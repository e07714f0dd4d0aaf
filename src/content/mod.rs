//! Static content catalogs and their loader

mod data;
pub mod loader;

pub use data::{
    Achievement, CalculatorTool, ContentCatalog, Course, CourseCategory, Difficulty, FraudKind,
    FraudScenario, LearningModule, OnboardingStep, QuickAction, SavingsGoal, ScenarioDifficulty,
    SecurityTip, UserProfile,
};
pub use loader::{load_catalog, load_catalog_from_reader, load_default_catalog};
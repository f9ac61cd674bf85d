#![cfg(feature = "std")]

use log::{self, LevelFilter, Metadata, Record};
use std::env;

/// Environment variable holding the log level (`error` .. `trace`).
pub const LOG_ENV: &str = "SEABATTLE_LOG";

struct StderrLogger;

impl log::Log for StderrLogger {
    fn enabled(&self, metadata: &Metadata) -> bool {
        metadata.level() <= log::max_level()
    }

    fn log(&self, record: &Record) {
        if self.enabled(record.metadata()) {
            eprintln!("[{} {}] {}", record.level(), record.target(), record.args());
        }
    }

    fn flush(&self) {}
}

static LOGGER: StderrLogger = StderrLogger;

/// Initialize logging with a level taken from `SEABATTLE_LOG`.
/// Defaults to `info` if the variable is not set or invalid. Logs go to
/// stderr so they never interleave with the rendered boards on stdout.
pub fn init_logging() {
    let level = env::var(LOG_ENV)
        .ok()
        .and_then(|lvl| lvl.parse().ok())
        .unwrap_or(LevelFilter::Info);
    let _ = log::set_logger(&LOGGER).map(|()| log::set_max_level(level));
}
——————
## What you should do
Look through the records for the string "StderrLogger". Copy every line that has it.

## Answer section
struct StderrLogger;
impl log::Log for StderrLogger {
static LOGGER: StderrLogger = StderrLogger;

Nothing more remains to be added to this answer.